Interview

„Neue Mediendienste erleichtern es, mit der Trennung fertig zu werden“

Sozialpsychologin Prof. Dr. Andrea E. Abele-Brehm forscht und lehrt an der Universität Erlangen-Nürnberg. Christin Bohmann sprach mit ihr darüber, wie Beziehungen trotz großer Entfernungen funktionieren können – auch dank neuer Mediendienste wie Skype.

Berliner Morgenpost: Welche Schwierigkeiten bringen Fernbeziehungen in der Regel mit sich?

Andrea E. Abele-Brehm:

Es fehlt das alltägliche Miteinander, zum Beispiel der abendliche Bericht, was so alles am Tag geschehen ist, und auch die gemeinsame Organisation des Alltags. Jedes Treffen ist etwas Besonderes – das ist einerseits schön, weil man sich auf den anderen freut, andererseits potenziell belastend, weil ja auch die Erwartungen sehr hoch sind, weil man sich so selten sieht.

Beeinflussen neue Mediendienste wie Skype die Bereitschaft der Menschen, sich auf eine Fernbeziehung einzulassen?

Das scheint mir eher umgekehrt: Neue Mediendienste erleichtern es, mit der Trennung fertig zu werden; aber es ist sicherlich nicht so, dass Personen aufgrund des Vorhandenseins dieser Dienste sich eher zu einer Fernbeziehung entscheiden.

Warum nehmen so viele Menschen die ewigen Abschiede auf sich?

Weil die heutige Arbeitswelt ein extrem hohes Maß an sowohl zeitlicher als auch räumlicher Flexibilität erfordert; gerade Personen, die beruflich aufsteigen wollen, müssen häufig den Arbeitsort wechseln.
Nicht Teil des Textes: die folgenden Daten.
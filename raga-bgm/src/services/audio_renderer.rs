//! Render the note sequence to audio and write it as WAV
//!
//! Each note is a plain sine at its equal-tempered frequency, scaled by
//! velocity / 127 and summed into one buffer that spans the last note's end.
//! The mix is then peak-normalized to 1.0.

use crate::error::{BgmError, BgmResult};
use crate::models::NoteEvent;
use std::f64::consts::PI;
use std::path::Path;

/// Synthesize `notes` at `sample_rate`
///
/// Zero notes produce zero samples.
pub fn render_notes(notes: &[NoteEvent], sample_rate: u32) -> Vec<f32> {
    let end_time = notes.iter().map(|n| n.end).fold(0.0f64, f64::max);
    let total = (end_time * sample_rate as f64).ceil() as usize;
    let mut buffer = vec![0.0f64; total];

    for note in notes {
        let start = (note.start * sample_rate as f64).round() as usize;
        let end = ((note.end * sample_rate as f64).round() as usize).min(total);
        let freq = note.frequency_hz();
        let gain = note.velocity as f64 / 127.0;

        for (offset, sample) in buffer[start.min(end)..end].iter_mut().enumerate() {
            let t = offset as f64 / sample_rate as f64;
            *sample += gain * (2.0 * PI * freq * t).sin();
        }
    }

    let peak = buffer.iter().fold(0.0f64, |acc, &s| acc.max(s.abs()));
    if peak > 0.0 {
        for sample in &mut buffer {
            *sample /= peak;
        }
    }

    buffer.into_iter().map(|s| s as f32).collect()
}

/// Write mono samples as 16-bit PCM WAV, replacing any existing file
pub fn write_wav(samples: &[f32], sample_rate: u32, path: &Path) -> BgmResult<()> {
    let spec = hound::WavSpec {
        channels: 1,
        sample_rate,
        bits_per_sample: 16,
        sample_format: hound::SampleFormat::Int,
    };

    let render_err = |e: hound::Error| BgmError::Render(format!("{}: {}", path.display(), e));

    let mut writer = hound::WavWriter::create(path, spec).map_err(render_err)?;
    for &s in samples {
        let value = (s.clamp(-1.0, 1.0) * i16::MAX as f32) as i16;
        writer.write_sample(value).map_err(render_err)?;
    }
    writer.finalize().map_err(render_err)?;

    tracing::info!(
        path = %path.display(),
        samples = samples.len(),
        sample_rate = sample_rate,
        "WAV written"
    );
    Ok(())
}

#[cfg(test)]
mod tests {
    use super::*;
    use crate::services::note_synthesizer::synthesize_notes;

    #[test]
    fn test_empty_render() {
        assert!(render_notes(&[], 22050).is_empty());
    }

    #[test]
    fn test_render_length_and_peak() {
        let sr = 22050;
        let notes = synthesize_notes(&[220.0, 440.0, 880.0]);
        let audio = render_notes(&notes, sr);

        assert_eq!(audio.len(), (3.0 * sr as f64).ceil() as usize);
        let peak = audio.iter().fold(0.0f32, |acc, &s| acc.max(s.abs()));
        assert!((peak - 1.0).abs() < 1e-6);
    }

    #[test]
    fn test_write_empty_wav() {
        let dir = tempfile::tempdir().unwrap();
        let path = dir.path().join("silent.wav");

        write_wav(&[], 22050, &path).unwrap();

        let reader = hound::WavReader::open(&path).unwrap();
        assert_eq!(reader.spec().sample_rate, 22050);
        assert_eq!(reader.len(), 0);
    }

    #[test]
    fn test_write_wav_round_trip_length() {
        let dir = tempfile::tempdir().unwrap();
        let path = dir.path().join("tone.wav");
        let samples = render_notes(&synthesize_notes(&[300.0]), 8000);

        write_wav(&samples, 8000, &path).unwrap();

        let reader = hound::WavReader::open(&path).unwrap();
        assert_eq!(reader.spec().channels, 1);
        assert_eq!(reader.len() as usize, samples.len());
    }

    #[test]
    fn test_write_wav_bad_path_is_render_error() {
        let err = write_wav(&[0.0], 8000, Path::new("/nonexistent/dir/out.wav")).unwrap_err();
        assert!(matches!(err, BgmError::Render(_)));
    }
}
Aber auch andere können gezwungen sein, ihren Arbeitsort zu wechseln, zum Beispiel wenn eine Firma Insolvenz anmeldet, Arbeitsplätze abbaut. Auch kann es sein, dass man den Partner am Studien- oder Ausbildungsort kennengelernt hat und sich dann anschließend Beschäftigungen an unterschiedlichen Orten ergeben. Im Lebenslauf macht es sich gut, wenn man im Ausland war. Es gibt viele Faktoren, die es heute nahezu zwingend erscheinen lassen, Trennungen auf Zeit auf sich zu nehmen.

Sind Fernbeziehungen pragmatischer als „Nahlieben“?

Nein, das kommt immer auf die Partner an, wie pragmatisch eine Beziehung ist. Allerdings braucht man schon Pragmatismus, wenn man eine Fernbeziehung über eine längere Zeit hinweg aufrechterhalten möchte.

Welche persönlichen Eigenschaften sind wichtig, damit eine Fernbeziehung funktioniert?

Man braucht ein gehöriges Maß an „Frustrationstoleranz“, die Fähigkeit, Bedürfnisse aufzuschieben, aber auch, nicht enttäuscht zu sein, wenn das heiß ersehnte Wochenende zu zweit doch nicht so himmelhochjauchzend ist wie erhofft. Planung und klare Zielsetzungen sind wichtig, aber auch eine gewisse Unabhängigkeit und Selbstständigkeit.

Welche Tricks gibt es generell für Fernbeziehungen?

Paare sollten auch bei Fernbeziehungen versuchen, Regelmäßigkeiten und Gewohnheiten zu entwickeln, zum Beispiel wie häufig man sich mindestens treffen möchte, wann und wie häufig Kontakt via Internet besteht, welche Routinen man an den gemeinsamen Wochenenden entwickelt, wie viel Zeit man sich wirklich für den Partner am gemeinsamen Wochenende nimmt – die Selbstverständlichkeiten, die sich beim alltäglichen Zusammenleben ergeben, sollten ein Stück weit auch in Fernbeziehungen entwickelt werden. Ganz wichtig ist auch, dass man einen gemeinsamen Freundeskreis aufbaut. Es ist eher ungünstig für die Beziehung, wenn sich im Laufe der Zeit völlig getrennte Freundeskreise an den beiden Wohn- beziehungsweise Arbeitsorten entwickeln.